Source information:
───

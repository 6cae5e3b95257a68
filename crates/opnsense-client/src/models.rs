//! Configuration objects managed through the client.
//!
//! Each model is used both as the write payload and as the decoded read
//! response: enumeration fields are [`SelectedMap`]s, which read the
//! appliance's option map and write back the bare selected key.

use opnsense_core::crud::Resource;
use opnsense_core::{SelectedMap, Subsystem};
use serde::{Deserialize, Serialize};

use crate::resource::{ApiResource, Endpoints};

/// Static route.
#[derive(Debug, Clone, Default, PartialEq, Eq, Serialize, Deserialize)]
pub struct Route {
    /// Whether the route is disabled.
    #[serde(with = "flag", default)]
    pub disabled: bool,
    /// Free-form description.
    #[serde(rename = "descr", default)]
    pub description: String,
    /// Gateway name.
    #[serde(default)]
    pub gateway: SelectedMap,
    /// Destination network in CIDR notation.
    #[serde(default)]
    pub network: String,
}

/// VLAN interface.
#[derive(Debug, Clone, Default, PartialEq, Eq, Serialize, Deserialize)]
pub struct InterfacesVlan {
    /// Free-form description.
    #[serde(rename = "descr", default)]
    pub description: String,
    /// VLAN tag, 1 to 4094.
    #[serde(default)]
    pub tag: String,
    /// 802.1p priority code point.
    #[serde(rename = "pcp", default)]
    pub priority: SelectedMap,
    /// Parent interface.
    #[serde(rename = "if", default)]
    pub parent: SelectedMap,
    /// Device name, e.g. `vlan01`; assigned by the appliance when empty.
    #[serde(rename = "vlanif", default)]
    pub device: String,
}

/// Unbound domain override.
#[derive(Debug, Clone, Default, PartialEq, Eq, Serialize, Deserialize)]
pub struct UnboundDomainOverride {
    /// Whether the override is active.
    #[serde(with = "flag", default)]
    pub enabled: bool,
    /// Domain to override.
    #[serde(default)]
    pub domain: String,
    /// Authoritative server address.
    #[serde(default)]
    pub server: String,
    /// Free-form description.
    #[serde(default)]
    pub description: String,
}

/// Unbound host override.
#[derive(Debug, Clone, Default, PartialEq, Eq, Serialize, Deserialize)]
pub struct UnboundHostOverride {
    /// Whether the override is active.
    #[serde(with = "flag", default)]
    pub enabled: bool,
    /// Host name, without domain.
    #[serde(default)]
    pub hostname: String,
    /// Domain of the host.
    #[serde(default)]
    pub domain: String,
    /// Record type (`A`, `AAAA` or `MX`).
    #[serde(rename = "rr", default)]
    pub record_type: SelectedMap,
    /// Address the name resolves to.
    #[serde(default)]
    pub server: String,
    /// MX priority.
    #[serde(rename = "mxprio", default)]
    pub mx_priority: String,
    /// MX host.
    #[serde(rename = "mx", default)]
    pub mx_domain: String,
    /// Free-form description.
    #[serde(default)]
    pub description: String,
}

/// Unbound query forward, plain or DNS over TLS.
#[derive(Debug, Clone, Default, PartialEq, Eq, Serialize, Deserialize)]
pub struct UnboundForward {
    /// Whether the forward is active.
    #[serde(with = "flag", default)]
    pub enabled: bool,
    /// Domain to forward; empty forwards everything.
    #[serde(default)]
    pub domain: String,
    /// Forward type (`forward` or `dot`).
    #[serde(rename = "type", default)]
    pub forward_type: SelectedMap,
    /// Upstream server address.
    #[serde(default)]
    pub server: String,
    /// Upstream port.
    #[serde(default)]
    pub port: String,
    /// Common name to verify on the upstream certificate.
    #[serde(rename = "verify", default)]
    pub verify_cn: String,
}

/// Additional name for an existing host override.
#[derive(Debug, Clone, Default, PartialEq, Eq, Serialize, Deserialize)]
pub struct UnboundHostAlias {
    /// Whether the alias is active.
    #[serde(with = "flag", default)]
    pub enabled: bool,
    /// Identifier of the host override the alias points at.
    #[serde(default)]
    pub host: SelectedMap,
    /// Alias host name.
    #[serde(default)]
    pub hostname: String,
    /// Alias domain.
    #[serde(default)]
    pub domain: String,
    /// Free-form description.
    #[serde(default)]
    pub description: String,
}

impl Resource for Route {
    const ENVELOPE_KEY: &'static str = "route";
}

impl ApiResource for Route {
    const SUBSYSTEM: Subsystem = Subsystem::Routes;
    const ENDPOINTS: Endpoints = Endpoints {
        add: "/routes/routes/addroute",
        get: "/routes/routes/getroute",
        set: "/routes/routes/setroute",
        delete: "/routes/routes/delroute",
        reconfigure: "/routes/routes/reconfigure",
    };
}

impl Resource for InterfacesVlan {
    const ENVELOPE_KEY: &'static str = "vlan";
}

impl ApiResource for InterfacesVlan {
    const SUBSYSTEM: Subsystem = Subsystem::Interfaces;
    const ENDPOINTS: Endpoints = Endpoints {
        add: "/interfaces/vlan_settings/addItem",
        get: "/interfaces/vlan_settings/getItem",
        set: "/interfaces/vlan_settings/setItem",
        delete: "/interfaces/vlan_settings/delItem",
        reconfigure: "/interfaces/vlan_settings/reconfigure",
    };
}

/// Reconfigure endpoint shared by every Unbound object.
pub const UNBOUND_RECONFIGURE: &str = "/unbound/service/reconfigure";

impl Resource for UnboundDomainOverride {
    const ENVELOPE_KEY: &'static str = "domain";
}

impl ApiResource for UnboundDomainOverride {
    const SUBSYSTEM: Subsystem = Subsystem::Unbound;
    const ENDPOINTS: Endpoints = Endpoints {
        add: "/unbound/settings/addDomainOverride",
        get: "/unbound/settings/getDomainOverride",
        set: "/unbound/settings/setDomainOverride",
        delete: "/unbound/settings/delDomainOverride",
        reconfigure: UNBOUND_RECONFIGURE,
    };
}

impl Resource for UnboundHostOverride {
    const ENVELOPE_KEY: &'static str = "host";
}

impl ApiResource for UnboundHostOverride {
    const SUBSYSTEM: Subsystem = Subsystem::Unbound;
    const ENDPOINTS: Endpoints = Endpoints {
        add: "/unbound/settings/addHostOverride",
        get: "/unbound/settings/getHostOverride",
        set: "/unbound/settings/setHostOverride",
        delete: "/unbound/settings/delHostOverride",
        reconfigure: UNBOUND_RECONFIGURE,
    };
}

impl Resource for UnboundForward {
    const ENVELOPE_KEY: &'static str = "dot";
}

impl ApiResource for UnboundForward {
    const SUBSYSTEM: Subsystem = Subsystem::Unbound;
    const ENDPOINTS: Endpoints = Endpoints {
        add: "/unbound/settings/addDot",
        get: "/unbound/settings/getDot",
        set: "/unbound/settings/setDot",
        delete: "/unbound/settings/delDot",
        reconfigure: UNBOUND_RECONFIGURE,
    };
}

impl Resource for UnboundHostAlias {
    const ENVELOPE_KEY: &'static str = "alias";
}

impl ApiResource for UnboundHostAlias {
    const SUBSYSTEM: Subsystem = Subsystem::Unbound;
    const ENDPOINTS: Endpoints = Endpoints {
        add: "/unbound/settings/addHostAlias",
        get: "/unbound/settings/getHostAlias",
        set: "/unbound/settings/setHostAlias",
        delete: "/unbound/settings/delHostAlias",
        reconfigure: UNBOUND_RECONFIGURE,
    };
}

/// The appliance encodes booleans as `"1"` and `"0"`.
mod flag {
    use serde::de::{self, Deserializer, Unexpected, Visitor};
    use serde::Serializer;
    use std::fmt;

    pub fn serialize<S>(value: &bool, serializer: S) -> Result<S::Ok, S::Error>
    where
        S: Serializer,
    {
        serializer.serialize_str(if *value { "1" } else { "0" })
    }

    pub fn deserialize<'de, D>(deserializer: D) -> Result<bool, D::Error>
    where
        D: Deserializer<'de>,
    {
        deserializer.deserialize_any(FlagVisitor)
    }

    struct FlagVisitor;

    impl Visitor<'_> for FlagVisitor {
        type Value = bool;

        fn expecting(&self, f: &mut fmt::Formatter<'_>) -> fmt::Result {
            f.write_str("\"0\", \"1\" or a boolean")
        }

        fn visit_bool<E: de::Error>(self, value: bool) -> Result<bool, E> {
            Ok(value)
        }

        fn visit_u64<E: de::Error>(self, value: u64) -> Result<bool, E> {
            match value {
                0 => Ok(false),
                1 => Ok(true),
                other => Err(E::invalid_value(Unexpected::Unsigned(other), &self)),
            }
        }

        fn visit_str<E: de::Error>(self, value: &str) -> Result<bool, E> {
            match value.trim() {
                "" | "0" => Ok(false),
                "1" => Ok(true),
                other => Err(E::invalid_value(Unexpected::Str(other), &self)),
            }
        }
    }
}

───

What the task requires: Answer with a single number, the count of lines above that contain "active".

Response: 4